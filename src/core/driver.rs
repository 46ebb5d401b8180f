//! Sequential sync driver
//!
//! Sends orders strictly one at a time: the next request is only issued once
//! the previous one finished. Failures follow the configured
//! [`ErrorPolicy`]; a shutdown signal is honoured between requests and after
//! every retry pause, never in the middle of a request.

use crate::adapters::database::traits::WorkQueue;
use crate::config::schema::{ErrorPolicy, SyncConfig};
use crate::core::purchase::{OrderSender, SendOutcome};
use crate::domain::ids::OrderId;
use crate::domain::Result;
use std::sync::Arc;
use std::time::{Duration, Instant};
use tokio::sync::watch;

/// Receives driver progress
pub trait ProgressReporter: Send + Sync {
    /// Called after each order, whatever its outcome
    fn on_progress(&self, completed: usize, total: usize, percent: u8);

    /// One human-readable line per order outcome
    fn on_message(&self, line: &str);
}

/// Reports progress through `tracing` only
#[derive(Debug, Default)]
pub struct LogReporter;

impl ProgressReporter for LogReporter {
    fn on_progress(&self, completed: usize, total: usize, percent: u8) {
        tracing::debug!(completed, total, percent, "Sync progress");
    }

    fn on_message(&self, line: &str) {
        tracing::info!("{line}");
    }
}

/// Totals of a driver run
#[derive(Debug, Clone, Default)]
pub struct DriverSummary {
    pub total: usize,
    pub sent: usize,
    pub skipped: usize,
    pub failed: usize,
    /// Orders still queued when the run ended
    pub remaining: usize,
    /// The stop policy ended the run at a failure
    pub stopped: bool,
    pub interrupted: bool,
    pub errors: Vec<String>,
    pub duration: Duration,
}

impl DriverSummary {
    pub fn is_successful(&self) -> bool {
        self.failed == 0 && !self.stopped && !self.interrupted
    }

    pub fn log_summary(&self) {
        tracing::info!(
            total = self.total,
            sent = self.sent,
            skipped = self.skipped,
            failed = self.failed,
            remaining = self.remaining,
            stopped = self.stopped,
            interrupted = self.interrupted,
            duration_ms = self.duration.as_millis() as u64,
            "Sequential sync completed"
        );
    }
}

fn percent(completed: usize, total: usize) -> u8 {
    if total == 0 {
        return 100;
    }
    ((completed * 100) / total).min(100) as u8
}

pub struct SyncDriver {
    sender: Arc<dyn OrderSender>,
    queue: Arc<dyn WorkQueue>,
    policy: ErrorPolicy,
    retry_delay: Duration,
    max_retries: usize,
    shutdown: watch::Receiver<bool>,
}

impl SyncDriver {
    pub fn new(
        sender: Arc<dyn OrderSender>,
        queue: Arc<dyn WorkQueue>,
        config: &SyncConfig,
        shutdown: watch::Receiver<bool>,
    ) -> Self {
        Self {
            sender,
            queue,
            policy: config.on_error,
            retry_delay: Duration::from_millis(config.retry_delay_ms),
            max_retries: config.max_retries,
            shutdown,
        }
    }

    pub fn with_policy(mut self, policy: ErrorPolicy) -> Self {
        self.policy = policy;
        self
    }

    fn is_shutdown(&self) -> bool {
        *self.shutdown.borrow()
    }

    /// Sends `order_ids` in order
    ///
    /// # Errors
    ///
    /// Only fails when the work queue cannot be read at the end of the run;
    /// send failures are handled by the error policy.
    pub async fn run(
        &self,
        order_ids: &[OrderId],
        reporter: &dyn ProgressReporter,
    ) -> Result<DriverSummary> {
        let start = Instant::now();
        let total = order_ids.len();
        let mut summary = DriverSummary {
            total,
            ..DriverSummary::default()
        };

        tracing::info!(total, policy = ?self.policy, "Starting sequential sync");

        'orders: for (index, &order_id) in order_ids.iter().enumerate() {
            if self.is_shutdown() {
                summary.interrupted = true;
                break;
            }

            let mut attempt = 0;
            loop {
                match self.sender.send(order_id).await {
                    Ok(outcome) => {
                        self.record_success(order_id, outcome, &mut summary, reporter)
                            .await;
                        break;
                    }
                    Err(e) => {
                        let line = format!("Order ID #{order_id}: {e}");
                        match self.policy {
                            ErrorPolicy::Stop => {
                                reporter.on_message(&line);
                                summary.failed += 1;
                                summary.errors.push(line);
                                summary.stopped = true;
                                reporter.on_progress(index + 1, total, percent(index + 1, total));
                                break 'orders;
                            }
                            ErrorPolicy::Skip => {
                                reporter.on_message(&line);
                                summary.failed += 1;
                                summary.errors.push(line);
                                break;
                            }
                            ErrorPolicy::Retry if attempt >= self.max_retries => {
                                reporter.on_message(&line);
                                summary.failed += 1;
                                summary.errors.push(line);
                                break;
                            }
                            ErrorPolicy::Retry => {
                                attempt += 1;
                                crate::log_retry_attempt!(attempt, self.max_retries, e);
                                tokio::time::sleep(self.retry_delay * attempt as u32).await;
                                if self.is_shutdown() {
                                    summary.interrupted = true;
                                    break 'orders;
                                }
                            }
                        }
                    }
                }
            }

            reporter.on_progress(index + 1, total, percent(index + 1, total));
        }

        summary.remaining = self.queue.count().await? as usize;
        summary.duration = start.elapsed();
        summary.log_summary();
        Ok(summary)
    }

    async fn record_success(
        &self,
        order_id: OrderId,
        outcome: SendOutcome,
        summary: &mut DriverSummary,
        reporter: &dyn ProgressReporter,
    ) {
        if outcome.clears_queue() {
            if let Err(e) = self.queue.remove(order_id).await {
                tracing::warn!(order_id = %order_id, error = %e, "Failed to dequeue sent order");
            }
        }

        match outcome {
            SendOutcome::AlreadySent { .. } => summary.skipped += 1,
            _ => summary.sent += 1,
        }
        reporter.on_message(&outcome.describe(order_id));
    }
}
◆ ◆ ◆
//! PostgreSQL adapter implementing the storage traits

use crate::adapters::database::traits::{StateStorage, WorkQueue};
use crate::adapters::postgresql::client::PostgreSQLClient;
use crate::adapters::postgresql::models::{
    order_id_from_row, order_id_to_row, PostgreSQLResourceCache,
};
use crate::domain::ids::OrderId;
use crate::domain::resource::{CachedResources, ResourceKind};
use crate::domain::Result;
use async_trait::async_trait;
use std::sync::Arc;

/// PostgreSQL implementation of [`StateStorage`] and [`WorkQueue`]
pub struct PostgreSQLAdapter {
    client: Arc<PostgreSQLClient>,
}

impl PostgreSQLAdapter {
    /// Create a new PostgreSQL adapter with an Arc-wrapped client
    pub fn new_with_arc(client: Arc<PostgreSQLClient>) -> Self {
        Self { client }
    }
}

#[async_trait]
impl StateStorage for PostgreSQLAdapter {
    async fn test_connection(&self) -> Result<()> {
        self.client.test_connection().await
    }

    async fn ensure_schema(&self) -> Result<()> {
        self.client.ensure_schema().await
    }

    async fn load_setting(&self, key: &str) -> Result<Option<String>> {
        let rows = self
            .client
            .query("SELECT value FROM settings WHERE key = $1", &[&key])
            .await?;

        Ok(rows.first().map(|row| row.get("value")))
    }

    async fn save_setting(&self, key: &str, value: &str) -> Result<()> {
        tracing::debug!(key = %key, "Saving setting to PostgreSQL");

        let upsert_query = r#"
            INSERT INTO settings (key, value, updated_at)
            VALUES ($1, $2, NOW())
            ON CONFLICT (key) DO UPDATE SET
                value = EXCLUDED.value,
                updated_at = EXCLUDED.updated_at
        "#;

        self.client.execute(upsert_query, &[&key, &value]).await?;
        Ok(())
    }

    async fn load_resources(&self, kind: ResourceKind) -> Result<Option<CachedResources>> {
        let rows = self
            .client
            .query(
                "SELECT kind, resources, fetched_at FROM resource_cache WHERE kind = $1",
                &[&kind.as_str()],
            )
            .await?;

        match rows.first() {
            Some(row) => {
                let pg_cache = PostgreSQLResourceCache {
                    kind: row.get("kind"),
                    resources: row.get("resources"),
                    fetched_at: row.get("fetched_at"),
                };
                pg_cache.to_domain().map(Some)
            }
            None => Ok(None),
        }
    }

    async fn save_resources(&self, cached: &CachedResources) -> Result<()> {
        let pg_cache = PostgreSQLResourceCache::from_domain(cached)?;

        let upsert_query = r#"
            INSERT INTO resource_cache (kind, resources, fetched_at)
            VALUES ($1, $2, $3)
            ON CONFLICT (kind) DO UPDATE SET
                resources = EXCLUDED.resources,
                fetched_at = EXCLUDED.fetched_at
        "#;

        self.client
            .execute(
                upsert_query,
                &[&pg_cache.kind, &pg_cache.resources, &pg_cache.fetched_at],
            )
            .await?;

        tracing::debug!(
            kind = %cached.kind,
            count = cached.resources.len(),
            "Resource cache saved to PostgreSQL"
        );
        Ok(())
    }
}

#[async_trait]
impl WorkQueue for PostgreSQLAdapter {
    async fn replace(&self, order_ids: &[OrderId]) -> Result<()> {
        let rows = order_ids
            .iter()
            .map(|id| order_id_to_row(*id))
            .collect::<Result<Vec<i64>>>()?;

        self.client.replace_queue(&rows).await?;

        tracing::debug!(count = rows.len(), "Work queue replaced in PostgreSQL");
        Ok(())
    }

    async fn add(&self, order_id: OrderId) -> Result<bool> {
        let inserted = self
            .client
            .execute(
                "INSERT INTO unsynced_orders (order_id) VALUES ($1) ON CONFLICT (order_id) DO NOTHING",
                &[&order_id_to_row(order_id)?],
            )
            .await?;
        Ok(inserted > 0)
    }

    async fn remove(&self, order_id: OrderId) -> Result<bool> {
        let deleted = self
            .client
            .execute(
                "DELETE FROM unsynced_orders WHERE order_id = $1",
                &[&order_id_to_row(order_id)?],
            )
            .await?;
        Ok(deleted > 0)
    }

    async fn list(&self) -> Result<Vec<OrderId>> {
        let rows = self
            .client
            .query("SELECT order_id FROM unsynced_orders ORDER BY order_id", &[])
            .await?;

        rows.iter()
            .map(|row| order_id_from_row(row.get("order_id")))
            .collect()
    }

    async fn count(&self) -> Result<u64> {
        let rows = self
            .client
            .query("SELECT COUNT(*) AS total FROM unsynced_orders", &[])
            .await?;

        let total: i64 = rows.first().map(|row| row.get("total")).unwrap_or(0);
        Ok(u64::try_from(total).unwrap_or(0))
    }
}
◆ ◆ ◆
## Problem requirements
In the listing above, find every line with the string "traits" and state how many there are, with no other words.

## Exercise solution
3